Cookie Authentication
Installation and Configuration
Copyright ©
Mindbreeze GmbH, A-4020 Linz, 2018.
All rights reserved. All hardware and software names used are registered trade names and/or registered trademarks of the respective manufacturers.
These documents are highly confidential. No rights to our software or our professional services, or results of our professional services, or other protected rights can be based on the handing over and presentation of these documents. Distribution, publication or duplication is not permitted.
.
Cookie Authentication 
The Cookie Authentication Plugin enables Mindbreeze to authenticate Users by a Portal Login.
Configuration
The Cookie Authentication is configured in the Mindbreeze Client Service configuration.
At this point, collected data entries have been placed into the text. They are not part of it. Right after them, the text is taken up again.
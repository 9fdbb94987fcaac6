use crate::templates::{
    components::{listing_form, ListingFormVm},
    desktop_layout, PageCtx,
};
use maud::{html, Markup};

/// Create and edit share one page; only the form state differs.
pub fn editor_page(ctx: &PageCtx, vm: &ListingFormVm) -> Markup {
    desktop_layout(
        ctx,
        &vm.heading,
        html! {
            main class="container narrow" {
                h1 { (vm.heading) }
                (listing_form(vm))
            }
        },
    )
}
The Plugin „SessionAuthenticationService.CookieAuthentication“ has to be added as „Session Authentication Plugin“ to the Client Service configuration. After adding the Plugin the following configuration options are available.
Login Form URL
The „Login Form URL“ defines the Login Form of the Client Service. If the default Login Form is used the URL should be set to
„https://<clientservice+port> /apps/login/login.html?destination=/apps/login/loggedin.html“.
When the User is not logged in this Form is used to enter the username and password of the user. The entered data is transmitted to the Login of the Portal for authorisation.
Sample URL
Sample URL is provided by the Portal and converts the login cookie username and groups. Mindbreeze uses this information for authentication.
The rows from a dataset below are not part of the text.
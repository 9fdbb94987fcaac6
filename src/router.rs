use crate::app::App;
use crate::auth::guard::LOGIN_PATH;
use crate::auth::login::{login, logout};
use crate::auth::{require_admin, Guard};
use crate::db::sessions::{self, AdminSession};
use crate::domain::listing::{form_values, Listing, ListingDraft};
use crate::domain::search::SearchFilters;
use crate::errors::ServerError;
use crate::requests::{
    clear_cookie, get_cookie, header, parse_form_body, parse_multipart, parse_query, read_body,
    session_cookie, FilePart, MultipartForm, SESSION_COOKIE,
};
use crate::responses::{
    css_response, html_response, html_status, media_response, redirect, redirect_with_cookie,
    ResultResp,
};
use crate::services::listings::{self, CARD_PREVIEW, DETAIL_PREVIEW};
use crate::templates::components::{ListingCardVm, ListingFormVm};
use crate::templates::pages::{self, DashboardRow, DashboardVm, DetailVm, SearchVm};
use crate::templates::PageCtx;
use crate::time::now_unix;
use astra::Request;
use maud::Markup;
use std::collections::HashMap;

const MAIN_CSS: &str = include_str!("../static/main.css");
const DASHBOARD_PATH: &str = "/admin/dashboard";

pub fn handle(req: Request, app: &App) -> ResultResp {
    let method = req.method().as_str().to_owned();
    let path = req.uri().path().to_owned();
    let segments: Vec<&str> = path.split('/').filter(|s| !s.is_empty()).collect();

    match (method.as_str(), segments.as_slice()) {
        ("GET", []) => home(&req, app),
        ("GET", ["busca"]) => search(&req, app),
        ("GET", ["imovel", id]) => detail(&req, app, id),
        ("GET", ["sobre"]) => public_page(&req, app, pages::about_page),
        ("GET", ["contato"]) => public_page(&req, app, pages::contact_page),
        ("GET", ["static", "main.css"]) => css_response(MAIN_CSS),
        ("GET", ["media", bucket, id]) => media(app, bucket, id),

        ("GET", ["admin"]) => redirect(DASHBOARD_PATH),
        ("GET", ["admin", "login"]) => login_form(&req, app),
        ("POST", ["admin", "login"]) => login_submit(req, app),
        ("POST", ["admin", "logout"]) => logout_submit(&req, app),
        ("GET", ["admin", "dashboard"]) => dashboard(&req, app),
        ("GET", ["admin", "cadastrar"]) => create_form(&req, app),
        ("POST", ["admin", "cadastrar"]) => create_submit(req, app),
        ("GET", ["admin", "editar", id]) => edit_form(&req, app, id),
        ("POST", ["admin", "editar", id]) => edit_submit(req, app, id),
        ("POST", ["admin", "excluir", id]) => delete_submit(&req, app, id),

        _ => Err(ServerError::NotFound),
    }
}

/// The signed-in admin, if any, for protected routes.
fn admin_session(req: &Request, app: &App) -> Result<Option<AdminSession>, ServerError> {
    Ok(match require_admin(req, app)? {
        Guard::Allowed(session) => Some(session),
        Guard::Redirect => None,
    })
}

/// Email of the signed-in admin for the header on public pages. Only the
/// local session row is consulted, not the backend.
fn viewer_email(req: &Request, app: &App) -> Option<String> {
    let token = get_cookie(req, SESSION_COOKIE)?;
    app.db
        .with_conn(|conn| sessions::load_session(conn, &token, now_unix()))
        .ok()
        .flatten()
        .map(|s| s.email)
}

fn public_page(req: &Request, app: &App, render: impl FnOnce(&PageCtx) -> Markup) -> ResultResp {
    let email = viewer_email(req, app);
    let ctx = PageCtx {
        site: &app.config.site,
        admin_email: email.as_deref(),
    };
    html_response(render(&ctx))
}

fn card_vms<'a>(app: &App, found: &'a [Listing]) -> Vec<ListingCardVm<'a>> {
    found
        .iter()
        .map(|listing| ListingCardVm {
            listing,
            cover_url: listing
                .cover_photo()
                .map(|id| listings::photo_url(app, id, CARD_PREVIEW)),
        })
        .collect()
}

// ---------- public pages ----------

fn home(req: &Request, app: &App) -> ResultResp {
    let featured = listings::featured(app)?;
    let cards = card_vms(app, &featured);
    public_page(req, app, |ctx| pages::home_page(ctx, &cards))
}

fn search(req: &Request, app: &App) -> ResultResp {
    let filters = SearchFilters::from_params(&parse_query(req));
    let page = listings::search(app, &filters)?;

    let vm = SearchVm {
        filters: &filters,
        cards: card_vms(app, &page.listings),
        total: page.total,
        pages: page.pages,
    };
    public_page(req, app, |ctx| pages::search_page(ctx, &vm))
}

fn detail(req: &Request, app: &App, id: &str) -> ResultResp {
    let listing = listings::get(app, id)?;
    let vm = DetailVm {
        photo_urls: listings::photo_urls(app, &listing, DETAIL_PREVIEW),
        listing: &listing,
    };
    public_page(req, app, |ctx| pages::detail_page(ctx, &vm))
}

fn media(app: &App, bucket: &str, id: &str) -> ResultResp {
    if bucket != app.bucket() {
        return Err(ServerError::NotFound);
    }
    let file = app.backend.file_contents(bucket, id)?;
    media_response(file.bytes, &file.mime_type)
}

// ---------- sign in / out ----------

fn login_form(req: &Request, app: &App) -> ResultResp {
    if admin_session(req, app)?.is_some() {
        return redirect(DASHBOARD_PATH);
    }
    html_response(pages::login_page(&PageCtx::public(&app.config.site), "", None))
}

fn login_submit(req: Request, app: &App) -> ResultResp {
    let fields = parse_form_body(&read_body(req)?);
    let email = fields.get("email").unwrap_or("");
    let password = fields.get("password").unwrap_or("");

    match login(app, email, password) {
        Ok(signed_in) => redirect_with_cookie(
            DASHBOARD_PATH,
            &session_cookie(&signed_in.token, app.config.session_ttl_secs()),
        ),
        Err(ServerError::Unauthorized(msg)) => html_status(
            401,
            pages::login_page(&PageCtx::public(&app.config.site), email, Some(&msg)),
        ),
        Err(ServerError::BadRequest(msg)) => html_status(
            400,
            pages::login_page(&PageCtx::public(&app.config.site), email, Some(&msg)),
        ),
        Err(e) => Err(e),
    }
}

fn logout_submit(req: &Request, app: &App) -> ResultResp {
    if let Some(token) = get_cookie(req, SESSION_COOKIE) {
        logout(app, &token)?;
    }
    redirect_with_cookie(LOGIN_PATH, &clear_cookie())
}

// ---------- admin ----------

fn dashboard(req: &Request, app: &App) -> ResultResp {
    let Some(session) = admin_session(req, app)? else {
        return redirect(LOGIN_PATH);
    };

    let (all, total) = listings::admin_list(app)?;
    let vm = DashboardVm {
        rows: all
            .iter()
            .map(|listing| DashboardRow {
                listing,
                cover_url: listing
                    .cover_photo()
                    .map(|id| listings::photo_url(app, id, CARD_PREVIEW)),
            })
            .collect(),
        total,
    };
    let ctx = PageCtx::admin(&app.config.site, &session.email);
    html_response(pages::dashboard_page(&ctx, &vm))
}

fn existing_photos(app: &App, listing: &Listing) -> Vec<(String, String)> {
    listing
        .photo_ids
        .iter()
        .map(|id| (id.clone(), listings::photo_url(app, id, CARD_PREVIEW)))
        .collect()
}

fn create_vm(values: HashMap<String, String>, error: Option<String>) -> ListingFormVm {
    ListingFormVm {
        action: "/admin/cadastrar".into(),
        heading: "Cadastrar imóvel".into(),
        submit_label: "Cadastrar".into(),
        values,
        error,
        existing_photos: Vec::new(),
    }
}

fn edit_vm(
    app: &App,
    listing: &Listing,
    values: HashMap<String, String>,
    error: Option<String>,
) -> ListingFormVm {
    ListingFormVm {
        action: format!("/admin/editar/{}", listing.id),
        heading: format!("Editar: {}", listing.title),
        submit_label: "Salvar alterações".into(),
        values,
        error,
        existing_photos: existing_photos(app, listing),
    }
}

/// Listing forms are multipart when photos are attached; a plain
/// urlencoded post (no file input) is accepted too.
fn read_listing_form(req: Request) -> Result<MultipartForm, ServerError> {
    let content_type = header(&req, "Content-Type").unwrap_or("").to_owned();
    let body = read_body(req)?;

    if content_type.starts_with("multipart/form-data") {
        parse_multipart(&content_type, body)
    } else {
        Ok(MultipartForm {
            fields: parse_form_body(&body),
            files: Vec::new(),
        })
    }
}

fn photos(form: &MultipartForm) -> Vec<FilePart> {
    form.files_named("fotos").cloned().collect()
}

fn create_form(req: &Request, app: &App) -> ResultResp {
    let Some(session) = admin_session(req, app)? else {
        return redirect(LOGIN_PATH);
    };
    let ctx = PageCtx::admin(&app.config.site, &session.email);
    html_response(pages::editor_page(&ctx, &create_vm(HashMap::new(), None)))
}

fn create_submit(req: Request, app: &App) -> ResultResp {
    let Some(session) = admin_session(&req, app)? else {
        return redirect(LOGIN_PATH);
    };
    let form = read_listing_form(req)?;
    let ctx = PageCtx::admin(&app.config.site, &session.email);

    let result = ListingDraft::from_fields(&form.fields).and_then(|draft| {
        listings::create(app, &session.backend_secret, draft, &photos(&form))
    });

    match result {
        Ok(_) => redirect(DASHBOARD_PATH),
        Err(ServerError::BadRequest(msg)) => html_status(
            400,
            pages::editor_page(&ctx, &create_vm(form.fields.to_map(), Some(msg))),
        ),
        Err(e) => Err(e),
    }
}

fn edit_form(req: &Request, app: &App, id: &str) -> ResultResp {
    let Some(session) = admin_session(req, app)? else {
        return redirect(LOGIN_PATH);
    };
    let listing = listings::get(app, id)?;
    let ctx = PageCtx::admin(&app.config.site, &session.email);
    let vm = edit_vm(app, &listing, form_values(&listing), None);
    html_response(pages::editor_page(&ctx, &vm))
}

fn edit_submit(req: Request, app: &App, id: &str) -> ResultResp {
    let Some(session) = admin_session(&req, app)? else {
        return redirect(LOGIN_PATH);
    };
    let form = read_listing_form(req)?;
    let ctx = PageCtx::admin(&app.config.site, &session.email);

    let removed = form.fields.get_all("remover_fotos");
    let result = ListingDraft::from_fields(&form.fields).and_then(|draft| {
        listings::update(
            app,
            &session.backend_secret,
            id,
            draft,
            &photos(&form),
            &removed,
        )
    });

    match result {
        Ok(_) => redirect(DASHBOARD_PATH),
        Err(ServerError::BadRequest(msg)) => {
            let listing = listings::get(app, id)?;
            let vm = edit_vm(app, &listing, form.fields.to_map(), Some(msg));
            html_status(400, pages::editor_page(&ctx, &vm))
        }
        Err(e) => Err(e),
    }
}

fn delete_submit(req: &Request, app: &App, id: &str) -> ResultResp {
    let Some(session) = admin_session(req, app)? else {
        return redirect(LOGIN_PATH);
    };
    listings::delete(app, &session.backend_secret, id)?;
    redirect(DASHBOARD_PATH)
}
Post URL for Login on Portal
The Portal Login URL is specified by this Option. The username and password from 2.1 are posted to this Portal Login URL and the browser receives a Cookie, that will be sent to the „Sample URL“ for further processing.
Additional Login URLs
If the Portal needs additional URLs to be opened before login, the „Additional Login URLs“ are opened and all cookies are collected and sent to the Portal Login.
Additional Form Params
Some Portal Login Forms require additional parameters, which can be specified in this Option.
Authentication Szenarios
Mindbreeze Search Client embedded in a Portal
The Portal Login provides a Cookie which can be „cracked“ by the configured „Sample URL“ into credentials. In this scenario only the „Sample URL“ has to be configured.
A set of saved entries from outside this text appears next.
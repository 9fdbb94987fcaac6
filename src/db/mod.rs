pub mod connection;
pub mod sessions;

pub use connection::{init_db, Database};
use crate::domain::listing::{ListingType, PropertyType};
use crate::domain::search::{SearchFilters, SortOrder};
use maud::{html, Markup};

fn num(v: Option<f64>) -> String {
    v.map(|p| p.to_string()).unwrap_or_default()
}

/// GET form targeting `/busca`, prefilled from the current filters.
pub fn search_form(f: &SearchFilters) -> Markup {
    html! {
        form class="search-form" method="get" action="/busca" {
            input type="search" name="texto_busca" placeholder="Buscar por título"
                value=(f.text.as_deref().unwrap_or(""));

            select name="tipo_anuncio" {
                option value="" { "Comprar ou alugar" }
                @for t in ListingType::ALL {
                    option value=(t.as_str()) selected[f.listing_type == Some(t)] { (t.label()) }
                }
            }
            select name="tipo_imovel" {
                option value="" { "Qualquer tipo" }
                @for t in PropertyType::ALL {
                    option value=(t.as_str()) selected[f.property_type == Some(t)] { (t.label()) }
                }
            }

            input type="text" name="cidade" placeholder="Cidade" value=(f.city.as_deref().unwrap_or(""));
            input type="text" name="bairro" placeholder="Bairro" value=(f.neighborhood.as_deref().unwrap_or(""));
            input type="number" name="quartos_min" min="0" placeholder="Quartos (mín.)"
                value=(f.min_bedrooms.map(|n| n.to_string()).unwrap_or_default());
            input type="number" name="banheiros_min" min="0" placeholder="Banheiros (mín.)"
                value=(f.min_bathrooms.map(|n| n.to_string()).unwrap_or_default());
            input type="text" name="preco_min" inputmode="decimal" placeholder="Preço mínimo" value=(num(f.min_price));
            input type="text" name="preco_max" inputmode="decimal" placeholder="Preço máximo" value=(num(f.max_price));

            select name="ordem" {
                @for o in SortOrder::ALL {
                    option value=(o.as_str()) selected[f.order == o] { (o.label()) }
                }
            }

            button type="submit" class="primary" { "Buscar" }
        }
    }
}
Mindbreeze Search Client without Portal Login
If the Mindbreeze Search Client is used and not embedded into the Portal at least „Login Form URL“, „Post URL for Login on Portal“ and „Sample URL“ have to be defined, since Mindbreeze needs to provide its own Login Form and reposts the login information to the Portal. The collected cookies are sent to the „Sample URL“ to get the credentials for authentication.